(Dataset entries)
▽

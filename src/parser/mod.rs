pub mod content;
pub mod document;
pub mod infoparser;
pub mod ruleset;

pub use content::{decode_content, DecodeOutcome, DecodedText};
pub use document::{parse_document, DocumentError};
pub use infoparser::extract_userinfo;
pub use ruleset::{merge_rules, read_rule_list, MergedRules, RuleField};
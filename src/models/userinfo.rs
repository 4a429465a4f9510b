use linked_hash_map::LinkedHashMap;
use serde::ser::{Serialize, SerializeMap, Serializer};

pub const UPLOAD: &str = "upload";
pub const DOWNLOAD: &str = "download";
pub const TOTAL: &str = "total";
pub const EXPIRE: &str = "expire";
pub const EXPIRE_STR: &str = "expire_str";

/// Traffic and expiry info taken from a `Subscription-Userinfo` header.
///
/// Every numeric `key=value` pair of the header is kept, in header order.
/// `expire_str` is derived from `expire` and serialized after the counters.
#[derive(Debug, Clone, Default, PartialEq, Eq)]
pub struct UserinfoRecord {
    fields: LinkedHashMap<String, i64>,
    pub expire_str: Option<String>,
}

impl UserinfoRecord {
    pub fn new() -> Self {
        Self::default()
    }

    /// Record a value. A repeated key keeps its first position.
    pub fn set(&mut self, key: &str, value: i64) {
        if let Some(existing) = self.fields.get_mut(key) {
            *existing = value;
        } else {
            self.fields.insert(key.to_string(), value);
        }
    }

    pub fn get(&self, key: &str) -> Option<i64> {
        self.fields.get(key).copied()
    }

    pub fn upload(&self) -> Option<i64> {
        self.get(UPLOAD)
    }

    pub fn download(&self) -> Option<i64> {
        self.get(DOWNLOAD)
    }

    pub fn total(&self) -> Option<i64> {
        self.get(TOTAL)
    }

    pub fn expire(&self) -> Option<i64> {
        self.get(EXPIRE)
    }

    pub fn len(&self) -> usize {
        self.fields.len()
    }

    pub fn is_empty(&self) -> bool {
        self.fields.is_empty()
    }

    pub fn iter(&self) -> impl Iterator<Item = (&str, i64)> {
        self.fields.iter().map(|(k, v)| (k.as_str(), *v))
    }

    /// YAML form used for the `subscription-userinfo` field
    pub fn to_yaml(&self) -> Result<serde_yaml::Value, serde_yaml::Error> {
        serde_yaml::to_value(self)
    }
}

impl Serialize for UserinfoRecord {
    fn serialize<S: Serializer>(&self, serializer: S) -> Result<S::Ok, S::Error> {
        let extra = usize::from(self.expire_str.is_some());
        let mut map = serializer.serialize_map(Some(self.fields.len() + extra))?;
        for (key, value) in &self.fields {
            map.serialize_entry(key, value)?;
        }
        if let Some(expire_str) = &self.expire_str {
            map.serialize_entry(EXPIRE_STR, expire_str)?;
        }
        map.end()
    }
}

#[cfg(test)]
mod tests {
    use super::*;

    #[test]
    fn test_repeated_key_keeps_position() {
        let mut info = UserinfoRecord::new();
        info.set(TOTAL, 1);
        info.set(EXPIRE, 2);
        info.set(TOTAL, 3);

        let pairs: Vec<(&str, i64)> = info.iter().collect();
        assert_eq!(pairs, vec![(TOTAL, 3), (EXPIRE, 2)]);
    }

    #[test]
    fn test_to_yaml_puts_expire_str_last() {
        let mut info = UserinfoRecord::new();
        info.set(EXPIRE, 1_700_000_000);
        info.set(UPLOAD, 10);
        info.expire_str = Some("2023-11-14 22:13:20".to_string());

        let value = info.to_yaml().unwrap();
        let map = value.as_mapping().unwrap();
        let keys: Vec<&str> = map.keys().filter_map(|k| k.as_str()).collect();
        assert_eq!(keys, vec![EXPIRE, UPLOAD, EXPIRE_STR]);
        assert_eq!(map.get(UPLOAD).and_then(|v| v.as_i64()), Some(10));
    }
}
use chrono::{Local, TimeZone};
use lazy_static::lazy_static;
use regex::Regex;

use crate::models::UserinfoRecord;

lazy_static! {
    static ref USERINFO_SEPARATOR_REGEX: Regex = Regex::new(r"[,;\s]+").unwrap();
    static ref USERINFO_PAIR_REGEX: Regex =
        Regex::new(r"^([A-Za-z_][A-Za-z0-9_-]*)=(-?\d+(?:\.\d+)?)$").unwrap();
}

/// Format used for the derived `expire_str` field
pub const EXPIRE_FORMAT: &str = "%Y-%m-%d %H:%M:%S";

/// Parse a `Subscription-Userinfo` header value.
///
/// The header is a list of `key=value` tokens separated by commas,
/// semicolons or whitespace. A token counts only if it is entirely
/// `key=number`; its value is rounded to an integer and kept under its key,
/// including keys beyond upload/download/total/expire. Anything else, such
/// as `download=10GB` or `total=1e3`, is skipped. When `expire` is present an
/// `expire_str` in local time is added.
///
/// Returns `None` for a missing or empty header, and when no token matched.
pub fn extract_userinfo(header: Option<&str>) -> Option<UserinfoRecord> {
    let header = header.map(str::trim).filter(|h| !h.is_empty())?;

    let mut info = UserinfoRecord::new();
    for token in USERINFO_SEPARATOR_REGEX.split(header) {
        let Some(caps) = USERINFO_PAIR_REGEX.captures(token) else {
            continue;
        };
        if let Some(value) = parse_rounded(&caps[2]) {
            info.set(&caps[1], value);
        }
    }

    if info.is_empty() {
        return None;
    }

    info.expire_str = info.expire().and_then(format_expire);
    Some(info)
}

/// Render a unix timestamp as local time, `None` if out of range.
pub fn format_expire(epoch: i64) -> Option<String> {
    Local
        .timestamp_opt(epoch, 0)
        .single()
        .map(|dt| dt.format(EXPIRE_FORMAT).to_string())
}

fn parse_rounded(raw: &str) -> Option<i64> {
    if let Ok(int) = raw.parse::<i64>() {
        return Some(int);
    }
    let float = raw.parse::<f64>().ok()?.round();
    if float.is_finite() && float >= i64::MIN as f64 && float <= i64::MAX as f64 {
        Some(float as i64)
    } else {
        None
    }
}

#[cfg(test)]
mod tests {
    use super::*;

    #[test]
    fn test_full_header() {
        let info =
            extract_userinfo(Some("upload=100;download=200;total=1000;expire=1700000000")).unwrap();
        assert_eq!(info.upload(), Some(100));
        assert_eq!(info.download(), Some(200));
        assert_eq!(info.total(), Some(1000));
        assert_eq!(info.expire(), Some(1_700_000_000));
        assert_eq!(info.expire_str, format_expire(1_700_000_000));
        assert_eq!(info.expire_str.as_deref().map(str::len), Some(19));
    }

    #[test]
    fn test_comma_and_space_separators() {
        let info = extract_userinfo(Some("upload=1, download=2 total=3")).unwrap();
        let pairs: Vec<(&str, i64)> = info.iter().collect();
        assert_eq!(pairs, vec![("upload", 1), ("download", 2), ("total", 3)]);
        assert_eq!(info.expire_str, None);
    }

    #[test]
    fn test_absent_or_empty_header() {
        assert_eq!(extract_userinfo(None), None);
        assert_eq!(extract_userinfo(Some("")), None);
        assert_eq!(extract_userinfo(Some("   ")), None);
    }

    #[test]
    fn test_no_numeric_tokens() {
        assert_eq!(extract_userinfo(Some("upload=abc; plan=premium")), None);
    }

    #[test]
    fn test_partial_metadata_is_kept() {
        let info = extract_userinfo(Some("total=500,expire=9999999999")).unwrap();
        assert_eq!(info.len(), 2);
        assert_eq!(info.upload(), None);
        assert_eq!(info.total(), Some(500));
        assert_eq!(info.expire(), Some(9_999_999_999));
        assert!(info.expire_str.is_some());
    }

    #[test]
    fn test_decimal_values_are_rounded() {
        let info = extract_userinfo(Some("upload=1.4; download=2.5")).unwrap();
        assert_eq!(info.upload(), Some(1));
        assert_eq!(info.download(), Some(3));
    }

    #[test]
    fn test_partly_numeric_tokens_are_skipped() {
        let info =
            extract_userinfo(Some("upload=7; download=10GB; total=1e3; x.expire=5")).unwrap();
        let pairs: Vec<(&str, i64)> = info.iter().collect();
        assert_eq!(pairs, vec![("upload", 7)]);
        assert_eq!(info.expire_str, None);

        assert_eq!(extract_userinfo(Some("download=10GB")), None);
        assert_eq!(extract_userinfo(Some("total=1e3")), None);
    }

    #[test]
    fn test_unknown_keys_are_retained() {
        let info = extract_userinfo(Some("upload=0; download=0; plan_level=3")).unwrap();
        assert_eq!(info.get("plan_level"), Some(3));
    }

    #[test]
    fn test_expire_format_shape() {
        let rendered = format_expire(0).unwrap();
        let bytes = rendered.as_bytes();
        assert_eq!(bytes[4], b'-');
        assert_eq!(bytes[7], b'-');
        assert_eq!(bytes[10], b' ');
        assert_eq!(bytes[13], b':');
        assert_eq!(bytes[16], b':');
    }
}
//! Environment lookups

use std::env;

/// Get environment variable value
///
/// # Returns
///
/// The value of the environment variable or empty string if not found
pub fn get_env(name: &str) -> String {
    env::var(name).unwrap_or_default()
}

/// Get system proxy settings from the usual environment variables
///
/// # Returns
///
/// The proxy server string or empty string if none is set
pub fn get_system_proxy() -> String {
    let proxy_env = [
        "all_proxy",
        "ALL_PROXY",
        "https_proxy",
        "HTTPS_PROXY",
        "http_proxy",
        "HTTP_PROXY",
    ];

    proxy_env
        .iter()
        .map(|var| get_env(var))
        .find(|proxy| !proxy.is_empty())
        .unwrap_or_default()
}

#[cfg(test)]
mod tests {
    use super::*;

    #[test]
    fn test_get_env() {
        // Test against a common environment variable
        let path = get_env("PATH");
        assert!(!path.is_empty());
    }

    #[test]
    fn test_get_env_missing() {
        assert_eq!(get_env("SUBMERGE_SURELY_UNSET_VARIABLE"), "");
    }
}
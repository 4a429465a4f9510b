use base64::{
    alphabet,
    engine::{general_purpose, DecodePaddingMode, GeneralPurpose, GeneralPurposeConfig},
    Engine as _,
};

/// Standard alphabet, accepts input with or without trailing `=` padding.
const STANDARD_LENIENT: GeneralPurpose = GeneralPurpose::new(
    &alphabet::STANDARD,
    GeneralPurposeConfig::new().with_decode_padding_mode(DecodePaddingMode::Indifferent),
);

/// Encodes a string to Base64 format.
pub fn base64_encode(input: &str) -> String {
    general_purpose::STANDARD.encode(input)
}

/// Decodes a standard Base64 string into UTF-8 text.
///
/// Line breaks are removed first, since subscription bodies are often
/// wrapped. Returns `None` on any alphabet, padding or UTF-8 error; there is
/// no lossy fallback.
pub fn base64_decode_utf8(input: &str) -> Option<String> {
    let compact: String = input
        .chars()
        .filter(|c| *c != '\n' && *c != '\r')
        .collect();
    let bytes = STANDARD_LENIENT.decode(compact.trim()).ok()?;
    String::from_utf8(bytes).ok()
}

△

-- Your instructions --
Would you set down, word for word, the lines from the opening of the entries above through the line with "pub const EXPIRE: &str", both included, and no others?

-- Result of this task --
filename src/parser/mod.rs
pub mod content;
pub mod document;
pub mod infoparser;
pub mod ruleset;

pub use content::{decode_content, DecodeOutcome, DecodedText};
pub use document::{parse_document, DocumentError};
pub use infoparser::extract_userinfo;
pub use ruleset::{merge_rules, read_rule_list, MergedRules, RuleField};
filename src/models/userinfo.rs
repository 4a429465a4f9510b
use linked_hash_map::LinkedHashMap;
use serde::ser::{Serialize, SerializeMap, Serializer};

pub const UPLOAD: &str = "upload";
pub const DOWNLOAD: &str = "download";
pub const TOTAL: &str = "total";
pub const EXPIRE: &str = "expire";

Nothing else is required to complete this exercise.